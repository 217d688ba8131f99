pub mod models;
pub mod users;
pub mod sessions;

pub use models::{User, Session};
pub use users::UserRepository;
pub use sessions::SessionRepository;

use std::str::FromStr;
use std::time::Duration;
use sqlx::sqlite::{SqliteConnectOptions, SqlitePoolOptions};
use sqlx::{Pool, Sqlite};

use crate::config::Config;
use crate::error::AppError;

/// Open the SQLite pool described by `config`, creating the file if needed.
pub async fn connect(config: &Config) -> Result<Pool<Sqlite>, AppError> {
    let options = SqliteConnectOptions::from_str(&config.database_url)?
        .create_if_missing(true)
        .foreign_keys(true);

    let pool = SqlitePoolOptions::new()
        .max_connections(config.db_max_connections)
        .min_connections(config.db_min_connections)
        .acquire_timeout(Duration::from_secs(30))
        .idle_timeout(Duration::from_secs(600))
        .max_lifetime(Duration::from_secs(1800))
        .connect_with(options)
        .await?;

    Ok(pool)
}

pub async fn run_migrations(pool: &Pool<Sqlite>) -> Result<(), AppError> {
    sqlx::migrate!("./migrations").run(pool).await?;
    Ok(())
}

#[cfg(test)]
pub(crate) async fn test_pool() -> Pool<Sqlite> {
    // A single connection keeps every query on the same in-memory database
    let config = Config {
        database_url: "sqlite::memory:".to_string(),
        db_max_connections: 1,
        db_min_connections: 1,
        ..Config::default()
    };

    let pool = connect(&config).await.unwrap();
    run_migrations(&pool).await.unwrap();
    pool
}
★ ★ ★ ★ ★
[WORK TO BE COMPLETED] Return the whole listing exactly as it reads.

[PROBLEM SOLUTION]
repository 217d688ba8131f99
pub mod models;
pub mod users;
pub mod sessions;

pub use models::{User, Session};
pub use users::UserRepository;
pub use sessions::SessionRepository;

use std::str::FromStr;
use std::time::Duration;
use sqlx::sqlite::{SqliteConnectOptions, SqlitePoolOptions};
use sqlx::{Pool, Sqlite};

use crate::config::Config;
use crate::error::AppError;

/// Open the SQLite pool described by `config`, creating the file if needed.
pub async fn connect(config: &Config) -> Result<Pool<Sqlite>, AppError> {
    let options = SqliteConnectOptions::from_str(&config.database_url)?
        .create_if_missing(true)
        .foreign_keys(true);

    let pool = SqlitePoolOptions::new()
        .max_connections(config.db_max_connections)
        .min_connections(config.db_min_connections)
        .acquire_timeout(Duration::from_secs(30))
        .idle_timeout(Duration::from_secs(600))
        .max_lifetime(Duration::from_secs(1800))
        .connect_with(options)
        .await?;

    Ok(pool)
}

pub async fn run_migrations(pool: &Pool<Sqlite>) -> Result<(), AppError> {
    sqlx::migrate!("./migrations").run(pool).await?;
    Ok(())
}

#[cfg(test)]
pub(crate) async fn test_pool() -> Pool<Sqlite> {
    // A single connection keeps every query on the same in-memory database
    let config = Config {
        database_url: "sqlite::memory:".to_string(),
        db_max_connections: 1,
        db_min_connections: 1,
        ..Config::default()
    };

    let pool = connect(&config).await.unwrap();
    run_migrations(&pool).await.unwrap();
    pool
}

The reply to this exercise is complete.